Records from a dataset
►

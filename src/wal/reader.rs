//! WAL Reader
//!
//! Handles reading entries from the WAL file.

use std::fs::File;
use std::io::{BufReader, ErrorKind, Read};
use std::path::Path;

use crate::error::{LedgerError, Result};

use super::{WalEntry, HEADER_SIZE};

/// Reads entries from the WAL file
pub struct WalReader {
    reader: BufReader<File>,

    /// Byte offset of the next unread entry
    position: u64,

    /// File length when opened
    file_len: u64,
}

impl WalReader {
    /// Open a WAL file for reading
    pub fn open(path: &Path) -> Result<Self> {
        let file = File::open(path)?;
        let file_len = file.metadata()?.len();
        Ok(Self {
            reader: BufReader::new(file),
            position: 0,
            file_len,
        })
    }

    /// Read the next entry from the WAL
    ///
    /// Returns `Ok(None)` at a clean end of file. A torn header or payload is
    /// reported as `WalCorruption`.
    pub fn next_entry(&mut self) -> Result<Option<WalEntry>> {
        let mut header = [0u8; HEADER_SIZE];
        let read = read_full(&mut self.reader, &mut header)?;
        if read == 0 {
            return Ok(None);
        }
        if read < HEADER_SIZE {
            return Err(LedgerError::WalCorruption(format!(
                "partial header at offset {}",
                self.position
            )));
        }

        let (_, _, payload_len) = WalEntry::parse_header(&header)?;

        // Reject a length the file cannot hold before allocating for it
        let remaining = self.file_len.saturating_sub(self.position + HEADER_SIZE as u64);
        if payload_len as u64 > remaining {
            return Err(LedgerError::WalCorruption(format!(
                "entry at offset {} claims {} bytes, {} remain",
                self.position, payload_len, remaining
            )));
        }

        let mut frame = Vec::with_capacity(HEADER_SIZE + payload_len);
        frame.extend_from_slice(&header);
        frame.resize(HEADER_SIZE + payload_len, 0);

        let read = read_full(&mut self.reader, &mut frame[HEADER_SIZE..])?;
        if read < payload_len {
            return Err(LedgerError::WalCorruption(format!(
                "partial entry at offset {}",
                self.position
            )));
        }

        let entry = WalEntry::deserialize(&frame)?;
        self.position += frame.len() as u64;
        Ok(Some(entry))
    }

    /// Iterate over all valid entries
    pub fn entries(self) -> WalIterator {
        WalIterator {
            reader: self,
            done: false,
        }
    }

    /// Byte offset of the next unread entry
    pub fn position(&self) -> u64 {
        self.position
    }
}

/// Read until `buf` is full or EOF; returns the number of bytes read
fn read_full(reader: &mut impl Read, buf: &mut [u8]) -> Result<usize> {
    let mut filled = 0;
    while filled < buf.len() {
        match reader.read(&mut buf[filled..]) {
            Ok(0) => break,
            Ok(n) => filled += n,
            Err(e) if e.kind() == ErrorKind::Interrupted => continue,
            Err(e) => return Err(e.into()),
        }
    }
    Ok(filled)
}

/// Iterator over WAL entries
///
/// Stops after the first error.
pub struct WalIterator {
    reader: WalReader,
    done: bool,
}

impl Iterator for WalIterator {
    type Item = Result<WalEntry>;

    fn next(&mut self) -> Option<Self::Item> {
        if self.done {
            return None;
        }

        match self.reader.next_entry() {
            Ok(Some(entry)) => Some(Ok(entry)),
            Ok(None) => {
                self.done = true;
                None
            }
            Err(e) => {
                self.done = true;
                Some(Err(e))
            }
        }
    }
}
//! WAL Writer
//!
//! Handles appending entries to the WAL file.

use std::fs::{File, OpenOptions};
use std::io::{BufWriter, Seek, SeekFrom, Write};
use std::path::{Path, PathBuf};

use crate::config::WalSyncStrategy;
use crate::error::{LedgerError, Result};

use super::{Operation, WalEntry, WalRecovery};

/// Writes entries to the WAL file
pub struct WalWriter {
    /// Path of the log file
    path: PathBuf,

    /// Buffered append handle
    file: BufWriter<File>,

    /// LSN handed to the next appended entry
    current_lsn: u64,

    /// When to fsync
    sync_strategy: WalSyncStrategy,

    /// Entries written since the last sync
    uncommitted: usize,
}

impl WalWriter {
    /// Open or create a WAL file
    ///
    /// An existing log is appended to; LSNs continue after its last valid entry.
    pub fn open(path: &Path, sync_strategy: WalSyncStrategy) -> Result<Self> {
        let next_lsn = if path.exists() {
            WalRecovery::verify(path)?.last_lsn + 1
        } else {
            1
        };

        let file = OpenOptions::new().create(true).append(true).open(path)?;

        Ok(Self {
            path: path.to_path_buf(),
            file: BufWriter::new(file),
            current_lsn: next_lsn,
            sync_strategy,
            uncommitted: 0,
        })
    }

    /// Append an operation, returning the LSN it was logged under
    pub fn append(&mut self, operation: Operation) -> Result<u64> {
        let lsn = self.current_lsn;
        let bytes = WalEntry::new(lsn, operation).serialize()?;

        self.file
            .write_all(&bytes)
            .map_err(|e| LedgerError::WalWrite(format!("append at lsn {}: {}", lsn, e)))?;

        self.current_lsn += 1;
        self.uncommitted += 1;

        match self.sync_strategy {
            WalSyncStrategy::EveryWrite => self.sync()?,
            WalSyncStrategy::EveryNEntries { count } => {
                if self.uncommitted >= count {
                    self.sync()?;
                }
            }
        }

        Ok(lsn)
    }

    /// Force sync to disk
    pub fn sync(&mut self) -> Result<()> {
        self.file.flush()?;
        self.file.get_ref().sync_data()?;
        self.uncommitted = 0;
        Ok(())
    }

    /// Discard every entry (called once they are durable elsewhere)
    pub fn truncate(&mut self) -> Result<()> {
        self.file.flush()?;
        let file = self.file.get_mut();
        file.set_len(0)?;
        file.seek(SeekFrom::Start(0))?;
        file.sync_all()?;

        self.current_lsn = 1;
        self.uncommitted = 0;
        Ok(())
    }

    /// Get the LSN the next entry will receive
    pub fn current_lsn(&self) -> u64 {
        self.current_lsn
    }

    /// Entries appended but not yet synced
    pub fn uncommitted_count(&self) -> usize {
        self.uncommitted
    }

    /// Path of the log file
    pub fn path(&self) -> &Path {
        &self.path
    }
}
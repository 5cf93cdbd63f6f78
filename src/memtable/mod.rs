//! MemTable Module
//!
//! In-memory data structure for recent writes to the embedded engine.
//!
//! ## Responsibilities
//! - Fast reads and writes in memory
//! - Single-writer/multi-reader access pattern
//! - Track size for flush triggers
//! - Ordered iteration for SSTable creation and cursor snapshots
//! - Apply a whole write batch under one lock
//!
//! ## Data Structure Choice
//! BTreeMap wrapped in a parking_lot RwLock:
//! - Ordered keys (required for SSTable generation)
//! - Tombstones shadow older SSTable values until the next flush

mod table;

pub use table::{MemTable, MemTableIterator};

/// Entry stored in the MemTable
#[derive(Debug, Clone, PartialEq)]
pub enum MemTableEntry {
    /// A live value
    Value(Vec<u8>),

    /// A tombstone (deleted key)
    Tombstone,
}

impl MemTableEntry {
    /// Bytes accounted for this entry's payload
    pub(crate) fn payload_len(&self) -> usize {
        match self {
            MemTableEntry::Value(v) => v.len(),
            MemTableEntry::Tombstone => 0,
        }
    }
}
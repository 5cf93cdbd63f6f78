//! StorageFacade
//!
//! Top-level handle: the default partition plus the registry of named
//! partitions, with the full CRUD and batch-commit surface.

use std::sync::Arc;

use tracing::{info, warn};

use crate::batch::BatchSet;
use crate::config::Config;
use crate::cursor::Cursor;
use crate::error::{LedgerError, Result};
use crate::partition::{Partition, PartitionRegistry, DEFAULT_ORDINAL, DEFAULT_PARTITION};
use crate::view::ByteView;

/// Storage entry point shared by the consensus pipeline's threads
pub struct StorageFacade {
    config: Config,
    default_partition: Arc<Partition>,
    registry: PartitionRegistry,
}

impl StorageFacade {
    /// Open the default partition with the configured backend
    pub fn open(config: Config) -> Result<Self> {
        config.validate()?;

        let default_partition = Arc::new(Partition::open(
            &config,
            DEFAULT_PARTITION,
            DEFAULT_ORDINAL,
        )?);

        info!(
            backend = %config.backend,
            data_dir = %config.data_dir.display(),
            "storage facade opened"
        );

        Ok(Self {
            registry: PartitionRegistry::new(config.clone()),
            config,
            default_partition,
        })
    }

    /// Destroy every remaining partition and the default one
    ///
    /// All partitions are attempted; the first failure is returned.
    pub fn close(self) -> Result<()> {
        let mut first_error = None;

        let partitions = self.registry.drain();
        for partition in partitions.iter().chain(std::iter::once(&self.default_partition)) {
            if partition.is_destroyed() {
                continue;
            }
            if let Err(e) = partition.destroy() {
                warn!(partition = %partition.name(), error = %e, "failed to destroy partition on close");
                first_error.get_or_insert(e);
            }
        }

        info!("storage facade closed");
        first_error.map_or(Ok(()), Err)
    }

    // =========================================================================
    // Partitions
    // =========================================================================

    pub fn create_partition(&self, name: &str) -> Result<Arc<Partition>> {
        self.registry.create_partition(name)
    }

    /// Unregister a partition; call [`Partition::destroy`] on the returned
    /// handle to release its backend
    pub fn drop_partition(&self, partition: &Partition) -> Result<Arc<Partition>> {
        self.registry.drop_partition(partition)
    }

    /// Look up a partition by name (the default one included)
    pub fn partition(&self, name: &str) -> Option<Arc<Partition>> {
        if name == DEFAULT_PARTITION {
            return Some(Arc::clone(&self.default_partition));
        }
        self.registry.get(name)
    }

    pub fn default_partition(&self) -> &Arc<Partition> {
        &self.default_partition
    }

    pub fn registry(&self) -> &PartitionRegistry {
        &self.registry
    }

    /// Byte footprint of the default partition
    pub fn get_size(&self) -> Result<u64> {
        self.default_partition.size_bytes()
    }

    // =========================================================================
    // Single-key operations
    // =========================================================================

    pub fn put(&self, partition: &Partition, key: &[u8], value: &[u8]) -> Result<()> {
        partition.put(key, value)
    }

    /// Value under `key`; `NotFound` if absent
    pub fn get(&self, partition: &Partition, key: &[u8]) -> Result<ByteView<'static>> {
        partition.get(key)?.ok_or(LedgerError::NotFound)
    }

    pub fn delete(&self, partition: &Partition, key: &[u8]) -> Result<()> {
        partition.delete(key)
    }

    pub fn exists(&self, partition: &Partition, key: &[u8]) -> Result<bool> {
        partition.exists(key)
    }

    pub fn new_cursor(&self, partition: &Partition) -> Result<Cursor> {
        partition.new_cursor()
    }

    // =========================================================================
    // Batches
    // =========================================================================

    pub fn new_write_batch(&self) -> BatchSet {
        BatchSet::new()
    }

    /// Commit `batch`, atomically per partition
    ///
    /// See [`crate::batch`] for the cross-partition contract.
    pub fn write(&self, batch: &BatchSet) -> Result<()> {
        batch.commit(|name| self.partition(name))
    }

    pub fn config(&self) -> &Config {
        &self.config
    }
}
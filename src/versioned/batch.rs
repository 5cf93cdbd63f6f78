//! Versioned write batch

/// One buffered mutation
#[derive(Debug, Clone, PartialEq)]
pub(crate) enum BatchEntry {
    Put { key: Vec<u8>, value: Vec<u8> },
    Delete { key: Vec<u8> },
}

/// Managed batch object for the versioned store
///
/// Applied by [`VersionedStore::write`](super::VersionedStore::write) as a
/// single new version.
#[derive(Debug, Default, Clone)]
pub struct VersionedBatch {
    entries: Vec<BatchEntry>,
}

impl VersionedBatch {
    pub fn new() -> Self {
        Self::default()
    }

    pub fn put(&mut self, key: &[u8], value: &[u8]) {
        self.entries.push(BatchEntry::Put {
            key: key.to_vec(),
            value: value.to_vec(),
        });
    }

    pub fn delete(&mut self, key: &[u8]) {
        self.entries.push(BatchEntry::Delete { key: key.to_vec() });
    }

    pub fn clear(&mut self) {
        self.entries.clear();
    }

    pub fn len(&self) -> usize {
        self.entries.len()
    }

    pub fn is_empty(&self) -> bool {
        self.entries.is_empty()
    }

    pub(crate) fn entries(&self) -> &[BatchEntry] {
        &self.entries
    }
}
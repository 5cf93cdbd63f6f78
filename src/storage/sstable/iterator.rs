//! SSTable Iterator
//!
//! Sequential iteration over all entries in an SSTable.

use std::fs::File;
use std::io::{BufReader, Read, Seek, SeekFrom};

use crate::error::Result;

use super::{le_u32, HEADER_SIZE, TOMBSTONE_MARKER};

/// Iterator over SSTable entries in sorted key order
///
/// Yields `(key, Some(value))` for live entries and `(key, None)` for
/// tombstones. Iteration ends after the first I/O error.
pub struct SSTableIterator<'a> {
    file: &'a mut BufReader<File>,
    /// Start of the index block
    end_offset: u64,
    current_offset: u64,
    failed: bool,
}

impl<'a> SSTableIterator<'a> {
    pub(super) fn new(file: &'a mut BufReader<File>, end_offset: u64) -> Result<Self> {
        file.seek(SeekFrom::Start(HEADER_SIZE))?;
        Ok(Self {
            file,
            end_offset,
            current_offset: HEADER_SIZE,
            failed: false,
        })
    }

    fn read_entry(&mut self) -> Result<(Vec<u8>, Option<Vec<u8>>)> {
        let mut header = [0u8; 8];
        self.file.read_exact(&mut header)?;

        let key_len = le_u32(&header, 0) as usize;
        let val_len = le_u32(&header, 4);

        let mut key = vec![0u8; key_len];
        self.file.read_exact(&mut key)?;
        self.current_offset += 8 + key_len as u64;

        if val_len == TOMBSTONE_MARKER {
            return Ok((key, None));
        }

        let mut value = vec![0u8; val_len as usize];
        self.file.read_exact(&mut value)?;
        self.current_offset += val_len as u64;

        Ok((key, Some(value)))
    }
}

impl<'a> Iterator for SSTableIterator<'a> {
    type Item = Result<(Vec<u8>, Option<Vec<u8>>)>;

    fn next(&mut self) -> Option<Self::Item> {
        if self.failed || self.current_offset >= self.end_offset {
            return None;
        }

        let item = self.read_entry();
        if item.is_err() {
            self.failed = true;
        }
        Some(item)
    }
}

◄

## Exercise description
Only a number belongs in the answer: the number of lines in the preceding data that hold "BatchEntry".

## Solution below
5